La liste a soulevé une vague de colère lorsque de nombreux pères de famille n’ont pas vu leurs noms figurer sur les affiches diffusées sur internet. Il semble que les familles, qui méritaient d’être relogées en priorité, ont été recalées pour une autre attribution. Les contestataires se sont rués en masse vers le siège de la daïra pour déposer des recours légaux afin d’être légitimés dans leurs droits car, selon eux, ils ont identifié des personnes bénéficiaires, connues sur la place publique, ne remplissant pas les critères pour l’obtention d’un logement social au regard de leur salaire (plus de 24 000 DA). Certaines familles nombreuses démunies, habitant un F2 dans des HLM, affirment que leurs enfants adultes dorment à tour de rôle.

Certains, ayant dépassé la quarantaine, ne pensent même pas à fonder un foyer à cause de la crise du logement.

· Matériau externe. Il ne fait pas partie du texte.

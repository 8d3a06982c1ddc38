//! Server Options
//!
//! The record the resolver accumulates and hands to the server bootstrap. Every
//! field is optional so that "declared by configuration" is a checked fact rather
//! than a guess; keys without a typed field are kept in `extra` in load order.

use serde::de::DeserializeOwned;
use serde::{Deserialize, Deserializer, Serialize};
use serde_json::{Map, Value};
use tracing::warn;

mod content_base;
mod open;
mod stats;

pub use content_base::ContentBase;
pub use open::OpenTarget;
pub use stats::{StatsRecord, StatsValue};

/// Fully-resolved (or partially declared) development server options.
#[derive(Debug, Clone, Default, PartialEq, Serialize, Deserialize)]
#[serde(rename_all = "camelCase")]
pub struct ServerOptions {
    #[serde(default, skip_serializing_if = "Option::is_none")]
    pub host: Option<String>,

    #[serde(default, skip_serializing_if = "Option::is_none")]
    pub allowed_hosts: Option<Vec<String>>,

    /// Static-content base: directory, directories, URL, port or disabled
    #[serde(default, skip_serializing_if = "Option::is_none")]
    pub content_base: Option<ContentBase>,

    #[serde(default, skip_serializing_if = "Option::is_none")]
    pub public_path: Option<String>,

    #[serde(default, skip_serializing_if = "Option::is_none")]
    pub filename: Option<String>,

    #[serde(default, skip_serializing_if = "Option::is_none")]
    pub watch_options: Option<Value>,

    #[serde(default, skip_serializing_if = "Option::is_none")]
    pub hot: Option<bool>,

    #[serde(default, skip_serializing_if = "Option::is_none")]
    pub hot_only: Option<bool>,

    #[serde(default, skip_serializing_if = "Option::is_none")]
    pub client_log_level: Option<String>,

    #[serde(default, skip_serializing_if = "Option::is_none")]
    pub stats: Option<StatsValue>,

    #[serde(default, skip_serializing_if = "Option::is_none")]
    pub open: Option<OpenTarget>,

    #[serde(default, skip_serializing_if = "Option::is_none")]
    pub open_page: Option<String>,

    #[serde(default, skip_serializing_if = "Option::is_none")]
    pub no_info: Option<bool>,

    #[serde(default, skip_serializing_if = "Option::is_none")]
    pub quiet: Option<bool>,

    #[serde(
        default,
        deserialize_with = "deserialize_port",
        skip_serializing_if = "Option::is_none"
    )]
    pub port: Option<u16>,

    /// Declared options without a dedicated field (`https`, `compress`, ...)
    #[serde(flatten)]
    pub extra: Map<String, Value>,
}

impl ServerOptions {
    /// Whether the option named `name` (wire spelling) currently holds a value.
    pub fn declares(&self, name: &str) -> bool {
        match name {
            "host" => self.host.is_some(),
            "allowedHosts" => self.allowed_hosts.is_some(),
            "contentBase" => self.content_base.is_some(),
            "publicPath" => self.public_path.is_some(),
            "filename" => self.filename.is_some(),
            "watchOptions" => self.watch_options.is_some(),
            "hot" => self.hot.is_some(),
            "hotOnly" => self.hot_only.is_some(),
            "clientLogLevel" => self.client_log_level.is_some(),
            "stats" => self.stats.is_some(),
            "open" => self.open.is_some(),
            "openPage" => self.open_page.is_some(),
            "noInfo" => self.no_info.is_some(),
            "quiet" => self.quiet.is_some(),
            "port" => self.port.is_some(),
            other => self.extra.contains_key(other),
        }
    }

    /// Replace the option named `name` with `value`, only if it is already declared.
    ///
    /// Returns whether the value was written. A value that does not fit the
    /// field's type leaves the declared value in place.
    pub fn overwrite_declared(&mut self, name: &str, value: Value) -> bool {
        if !self.declares(name) {
            return false;
        }
        match name {
            "host" => replace_typed(name, &mut self.host, value),
            "allowedHosts" => replace_typed(name, &mut self.allowed_hosts, value),
            "contentBase" => replace_typed(name, &mut self.content_base, value),
            "publicPath" => replace_typed(name, &mut self.public_path, value),
            "filename" => replace_typed(name, &mut self.filename, value),
            "watchOptions" => replace_typed(name, &mut self.watch_options, value),
            "hot" => replace_typed(name, &mut self.hot, value),
            "hotOnly" => replace_typed(name, &mut self.hot_only, value),
            "clientLogLevel" => replace_typed(name, &mut self.client_log_level, value),
            "stats" => replace_typed(name, &mut self.stats, value),
            "open" => replace_typed(name, &mut self.open, value),
            "openPage" => replace_typed(name, &mut self.open_page, value),
            "noInfo" => replace_typed(name, &mut self.no_info, value),
            "quiet" => replace_typed(name, &mut self.quiet, value),
            "port" => match port_from_value(&value) {
                Some(port) => {
                    self.port = Some(port);
                    true
                }
                None => {
                    warn!(option = name, value = %value, "Ignoring value that is not a port");
                    false
                }
            },
            other => {
                self.extra.insert(other.to_string(), value);
                true
            }
        }
    }

    /// Whether the browser should be opened on start.
    pub fn opens_on_start(&self) -> bool {
        self.open.as_ref().is_some_and(OpenTarget::is_enabled)
    }
}

fn replace_typed<T: DeserializeOwned>(name: &str, slot: &mut Option<T>, value: Value) -> bool {
    match serde_json::from_value::<T>(value) {
        Ok(typed) => {
            *slot = Some(typed);
            true
        }
        Err(e) => {
            warn!(option = name, error = %e, "Ignoring value of unexpected type");
            false
        }
    }
}

/// Port from a number or a numeric string; anything else is no port.
pub(crate) fn port_from_value(value: &Value) -> Option<u16> {
    match value {
        Value::Number(n) => n.as_u64().and_then(|n| u16::try_from(n).ok()),
        Value::String(s) => s.trim().parse().ok(),
        _ => None,
    }
}

fn deserialize_port<'de, D>(deserializer: D) -> Result<Option<u16>, D::Error>
where
    D: Deserializer<'de>,
{
    let value = Option::<Value>::deserialize(deserializer)?;
    Ok(value.as_ref().and_then(port_from_value))
}

/// JavaScript truthiness of a JSON value.
pub(crate) fn is_truthy(value: &Value) -> bool {
    match value {
        Value::Null => false,
        Value::Bool(b) => *b,
        Value::Number(n) => n.as_f64().is_some_and(|f| f != 0.0 && !f.is_nan()),
        Value::String(s) => !s.is_empty(),
        Value::Array(_) | Value::Object(_) => true,
    }
}
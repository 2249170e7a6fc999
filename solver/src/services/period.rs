//! Orbital period from the fraction of the projected ellipse swept while observed.
//!
//! By Kepler's second law the radius vector sweeps equal areas in equal
//! times, so the full period is the observed time span scaled by the ratio of
//! the whole ellipse to the swept segment.

use std::f64::consts::PI;

use log::debug;
use qtty::{Radians, Years};

use crate::error::{SolverError, SolverResult};

/// Focal half-distance `h = sqrt(a² - b²)` of the projected ellipse.
pub fn focal_half_distance(semi_major: Radians, semi_minor: Radians) -> f64 {
    let (a, b) = (semi_major.value(), semi_minor.value());
    (a * a - b * b).sqrt()
}

/// Area of the elliptical segment swept during the observed arc.
///
/// `a² (acos(h/a) - h sqrt(a² - h²) / a²)`. For a circle `h = 0` and the
/// segment is half the disc.
pub fn segment_area(semi_major: Radians, semi_minor: Radians) -> SolverResult<f64> {
    let a = semi_major.value();
    let h = focal_half_distance(semi_major, semi_minor);
    let ratio = h / a;
    if !(-1.0..=1.0).contains(&ratio) {
        return Err(SolverError::domain("acos", ratio));
    }

    let a2 = a * a;
    let area = a2 * (ratio.acos() - h * (a2 - h * h).sqrt() / a2);
    if area <= 0.0 || !area.is_finite() {
        return Err(SolverError::domain("segment area", area));
    }
    Ok(area)
}

/// Area `π a²` used as the full-orbit reference.
pub fn ellipse_area(semi_major: Radians) -> f64 {
    let a = semi_major.value();
    PI * a * a
}

/// Ratio of the full ellipse area to the swept segment.
pub fn area_ratio(semi_major: Radians, semi_minor: Radians) -> SolverResult<f64> {
    Ok(ellipse_area(semi_major) / segment_area(semi_major, semi_minor)?)
}

/// Orbital period of the system.
///
/// # Arguments
/// * `semi_major`, `semi_minor` - Projected semi-axes as angles
/// * `observed_arc` - Time span over which the partial arc was observed
///
/// # Errors
/// * `InvalidGeometry` if an axis is not positive or `semi_minor > semi_major`
/// * `Domain` if the segment area degenerates
pub fn orbital_period(
    semi_major: Radians,
    semi_minor: Radians,
    observed_arc: Years,
) -> SolverResult<Years> {
    let (a, b) = (semi_major.value(), semi_minor.value());
    if !(a > 0.0 && b > 0.0) {
        return Err(SolverError::invalid_geometry(a, b, "axes must be positive"));
    }
    if b > a {
        return Err(SolverError::invalid_geometry(
            a,
            b,
            "semi-minor axis exceeds semi-major axis",
        ));
    }

    let ratio = area_ratio(semi_major, semi_minor)?;
    debug!("Ellipse to segment area ratio {:.2}", ratio);

    let period = Years::new(observed_arc.value() * ratio);
    debug!("Orbital period {:.2} years", period.value());
    Ok(period)
}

Une vieille dame, présentant lors de l’ attroupement devant le siège de la daïra, dénonce : «J’habite une maison en ruine et la commission d’attribution a préféré loger des gens qui possèdent des villas.» La situation mérite d’être clarifiée par les membres de la commission de recours de la wilaya prochainement afin de mettre un terme à la confusion et de rétablir le climat de confiance qui devrait régner entre administrateurs et administrés. Enfin, le problème du logement social locatif à Médéa demeurera insoluble tant que les gros moyens de réalisation n’ont pas été encore engagés sur le terrain pour résorber le grand retard accumulé dans le cadre des plans quinquennaux 2005/2009 et 2010/2014.